Wie die Corona-Politik die Demokratie verdrängt
Im Verein, bei der Wahl der Elternsprecher, bei Abstimmungen in Partei-Gliederungen – auf allen Ebenen demokratischer Abstimmung mischt sich das Corona-Regime jetzt schon im dritten Jahr ein. Ob das aus Sicht der Volksgesundheit unbedingt notwendig ist oder nicht will ich hier nicht diskutieren. Worum es mir stattdessen geht: Zu zeigen, wie sich aus der Corona-Politik eine demokratieschädliche Dynamik entwickelt, der sich viele nicht bewusst sind und die vielfach relativiert wird.
Beispiel: Wahl der Klassen-Elternsprecher. Bei uns ging das letztes Mal im Notverfahren. Alle Klassenzimmer waren gesperrt. Eltern durften (und dürfen nach wie vor) das Schulgebäude nicht betreten. Als einzig seuchentauglicher Raum galt die Turnhalle.
Debatten unerwünscht
Also organisierte die Schule eine Art Fließbandbetrieb: Nacheinander bekamen die Eltern jeder Klasse eine halbe Stunde zugewiesen. Debatten wurden schon in der Einladung als unerwünscht bezeichnet. Im Schnellverfahren wurden per Akklamation die Elternvertreter gewählt. Den demokratischen Formalien genüge getan, hinterher schnell nach Hause.

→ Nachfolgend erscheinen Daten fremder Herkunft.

//! Highlight rendering module
//!
//! Turns ranges into tagged containers and takes them apart again.

mod mutator;
mod renderer;

pub use mutator::{HighlightMutator, MutateError};
pub use renderer::{HighlightConfig, HighlightRenderer};
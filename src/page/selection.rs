//! Serializable selections
//!
//! Remote clients can't hand over live node handles, so a selection travels
//! as two boundary descriptions: the structural path of an element, an
//! optional child index inside it, and an offset. Offsets into text nodes are
//! character counts; offsets into elements are child indices.

use serde::{Deserialize, Serialize};

use crate::anchor::StructuralPath;
use crate::dom::{Boundary, Document, Range};

#[derive(Debug, Clone, PartialEq, Eq, Serialize, Deserialize)]
pub struct BoundarySpec {
    pub path: String,
    #[serde(default, skip_serializing_if = "Option::is_none")]
    pub child: Option<usize>,
    pub offset: usize,
}

#[derive(Debug, Clone, PartialEq, Eq, Serialize, Deserialize)]
pub struct SelectionSpec {
    pub start: BoundarySpec,
    pub end: BoundarySpec,
}

impl BoundarySpec {
    /// Resolve into a live boundary point
    pub fn to_boundary(&self, document: &Document) -> Option<Boundary> {
        let path: StructuralPath = self.path.parse().ok()?;
        let element = path.resolve(document)?;
        let node = match self.child {
            Some(index) => *document.children(element).get(index)?,
            None => element,
        };

        let offset = match document.text(node) {
            Some(text) => {
                if self.offset == text.chars().count() {
                    text.len()
                } else {
                    text.char_indices().nth(self.offset)?.0
                }
            }
            None if self.offset <= document.children(node).len() => self.offset,
            None => return None,
        };
        Some(Boundary::new(node, offset))
    }
}

impl SelectionSpec {
    /// Resolve into a live range; `None` if either end can't be located
    pub fn to_range(&self, document: &Document) -> Option<Range> {
        let range = Range::new(
            self.start.to_boundary(document)?,
            self.end.to_boundary(document)?,
        );
        range.is_valid(document).then_some(range)
    }
}

#[cfg(test)]
mod tests {
    use super::*;

    fn spec(path: &str, child: Option<usize>, offset: usize) -> BoundarySpec {
        BoundarySpec {
            path: path.to_string(),
            child,
            offset,
        }
    }

    #[test]
    fn test_text_boundaries_use_char_offsets() {
        let doc = Document::parse("<p>naïve idea</p>");
        let selection = SelectionSpec {
            start: spec("/html/body/p", Some(0), 6),
            end: spec("/html/body/p", Some(0), 10),
        };
        let range = selection.to_range(&doc).unwrap();
        assert_eq!(range.to_text(&doc), "idea");
    }

    #[test]
    fn test_element_boundaries() {
        let doc = Document::parse("<p>one</p><p>two</p>");
        let selection = SelectionSpec {
            start: spec("/html/body", None, 1),
            end: spec("/html/body", None, 2),
        };
        assert_eq!(selection.to_range(&doc).unwrap().to_text(&doc), "two");
    }

    #[test]
    fn test_out_of_range_is_rejected() {
        let doc = Document::parse("<p>one</p>");
        let selection = SelectionSpec {
            start: spec("/html/body/p", Some(0), 0),
            end: spec("/html/body/p", Some(0), 9),
        };
        assert!(selection.to_range(&doc).is_none());
        let selection = SelectionSpec {
            start: spec("/html/body/p", Some(3), 0),
            end: spec("/html/body/p", Some(0), 1),
        };
        assert!(selection.to_range(&doc).is_none());
    }
}
//! Per-page initialization and validity state

use std::sync::atomic::{AtomicBool, Ordering};
use std::sync::Arc;

/// Explicit state for one page context
///
/// The initialization flag is set once by `Highlighter::attach`. The
/// validity flag is shared with the session so tearing the page down can be
/// observed between persistence steps.
#[derive(Debug)]
pub struct PageContext {
    initialized: bool,
    valid: Arc<AtomicBool>,
}

impl Default for PageContext {
    fn default() -> Self {
        Self::new()
    }
}

impl PageContext {
    pub fn new() -> Self {
        Self {
            initialized: false,
            valid: Arc::new(AtomicBool::new(true)),
        }
    }

    pub fn is_initialized(&self) -> bool {
        self.initialized
    }

    /// Mark the context initialized; returns false if it already was
    pub(crate) fn initialize(&mut self) -> bool {
        !std::mem::replace(&mut self.initialized, true)
    }

    /// Tear the context down
    pub fn invalidate(&self) {
        self.valid.store(false, Ordering::SeqCst);
    }

    pub fn is_valid(&self) -> bool {
        self.valid.load(Ordering::SeqCst)
    }

    pub fn handle(&self) -> ContextHandle {
        ContextHandle {
            valid: Arc::clone(&self.valid),
        }
    }
}

/// Read side of a context's validity flag
#[derive(Debug, Clone)]
pub struct ContextHandle {
    valid: Arc<AtomicBool>,
}

impl ContextHandle {
    pub fn is_valid(&self) -> bool {
        self.valid.load(Ordering::SeqCst)
    }
}

/// Document loading state at the time a session starts
#[derive(Debug, Clone, Copy, PartialEq, Eq)]
pub enum ReadyState {
    Loading,
    Interactive,
    Complete,
}
//! JSON file highlight store
//!
//! Keeps the collection under a `highlights` key, the same layout a browser
//! extension's local storage uses, so exported data can be loaded directly.

use std::path::{Path, PathBuf};

use async_trait::async_trait;
use serde::{Deserialize, Serialize};
use tokio::sync::Mutex;

use super::{HighlightStore, StoreError};
use crate::anchor::HighlightMap;

#[derive(Debug, Default, Serialize, Deserialize)]
struct StoredDocument {
    #[serde(default)]
    highlights: HighlightMap,
}

/// File-backed store; writes go through a temp file and a rename
#[derive(Debug)]
pub struct JsonFileStore {
    path: PathBuf,
    // Serializes writers within this process
    lock: Mutex<()>,
}

impl JsonFileStore {
    pub fn new(path: impl AsRef<Path>) -> Self {
        Self {
            path: path.as_ref().to_path_buf(),
            lock: Mutex::new(()),
        }
    }

    async fn read(&self) -> Result<HighlightMap, StoreError> {
        match tokio::fs::read(&self.path).await {
            Ok(bytes) if bytes.is_empty() => Ok(HighlightMap::new()),
            Ok(bytes) => {
                let stored: StoredDocument = serde_json::from_slice(&bytes)?;
                Ok(stored.highlights)
            }
            Err(e) if e.kind() == std::io::ErrorKind::NotFound => Ok(HighlightMap::new()),
            Err(e) => Err(e.into()),
        }
    }
}

#[async_trait]
impl HighlightStore for JsonFileStore {
    async fn get(&self) -> Result<HighlightMap, StoreError> {
        let _guard = self.lock.lock().await;
        self.read().await
    }

    async fn set(&self, highlights: HighlightMap) -> Result<(), StoreError> {
        let _guard = self.lock.lock().await;
        let bytes = serde_json::to_vec_pretty(&StoredDocument { highlights })?;

        if let Some(parent) = self.path.parent() {
            if !parent.as_os_str().is_empty() {
                tokio::fs::create_dir_all(parent).await?;
            }
        }

        let tmp = self.path.with_extension("json.tmp");
        tokio::fs::write(&tmp, &bytes).await?;
        tokio::fs::rename(&tmp, &self.path).await?;
        tracing::debug!("Wrote highlight store to {}", self.path.display());
        Ok(())
    }
}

Beispiel: Wahl eines Vereinsvorstands. Ähnliche Regeln: Bitte keine Debatten. Der alte Vorstand schlägt Namen vor. Jemand noch einen Vorschlag? Schnell alle Positionen durchgewählt. Den demokratischen Formalien genüge getan, hinterher schnell nach Hause.
Beispiel: Kandidatenaufstellung in der Partei. Ähnliche Regeln, Ort der Versammlung: Eine Turnhalle. Überhaupt: Turnhallen sind wegen Corona zu Not-Konferenzsälen umgewidmet. Sport in Hallen war ständig verboten und ist es teils jetzt noch. Darum wohl durfte man auch in Straßenschuhen rein.
Wahlen nur als demokratische Formalie
Stühle vorschriftsmäßig mit Abstand aufgestellt. Teilnehmerzahl begrenzt. Eine Mandatarin hält eine Ansprache, der Ortsvorsitzende auch. Schnell ein paar Redebeiträge erledigt. Abstimmung. Fertig. Den demokratischen Formalien genüge getan, hinterher schnell nach Hause.
Freilich: Die aufgestellten Kandidaten sitzen jetzt vier Jahre im Bundestag. Ihre Nominierung war definitiv nur formal demokratisch. Und so sieht es derzeit überall im Land aus. In Gremien, Vereinen, Parteien – überall, wo Entscheidungen demokratisch gefällt werden.
Fatale neue Normalität
Für sich genommen mag jedes dieser Beispiele banal sein. In der Summe sind sie das aber nicht. In der Summe führen all diese kleinen Demokratie-Beschränkungen zu einem Schwund an Demokratie im Großen und Ganzen.
Diese Sorte verkürzter Demokratie fühlt sich im dritten Corona-Jahr regelrecht normal an. Erschreckenderweise finden einige diese neue Normalität angenehm. Sie ist ja auch bequem. Wer nicht mit der Mehrheit gehen will, wird einfach überhört und weggestimmt. Die Mehrheit hatte es nie besser. Nie war es leichter, die Minderheit auszublenden.
Das ist fatal. Das ist auch nicht unser verfassungsmäßiges System. Die Normalität in einer Demokratie ist streitige Debatte. Die Abstimmung ist die Entscheidung nach der Debatte, nachdem alle die Chance hatten, ihre Argumente auszutauschen.
Das Corona-Regime beschränkt das Argumentieren. Das Corona-Regime begünstigt die, die das Sagen haben. Das Corona-Regime zentralisiert die Macht.
Das Regime muss komplett verschwinden
Liegt hier der Grund dafür, dass 2022 die Frühjahrs-Normalisierung noch zäher verläuft als vergangenes und vorgegangenes Jahr? Obwohl Corona weniger gefährlich ist, obwohl Omikron für die allermeisten weniger ist als eine übliche Saisongrippe?
Dass Politiker sich in Notstandsvollmachen verlieben könnten wird seit Beginn der Pandemie befürchtet. Im dritten Pandemiejahr kommt man nicht um Erkenntnis herum, dass es so wohl gekommen ist.
Und genau darum muss das Corona-Regime beendet werden, und zwar vollständig und ohne den geringsten Rest. Der Notstand darf sich nicht normal anfühlen. Sonst geht der Schwund an Demokratie immer weiter.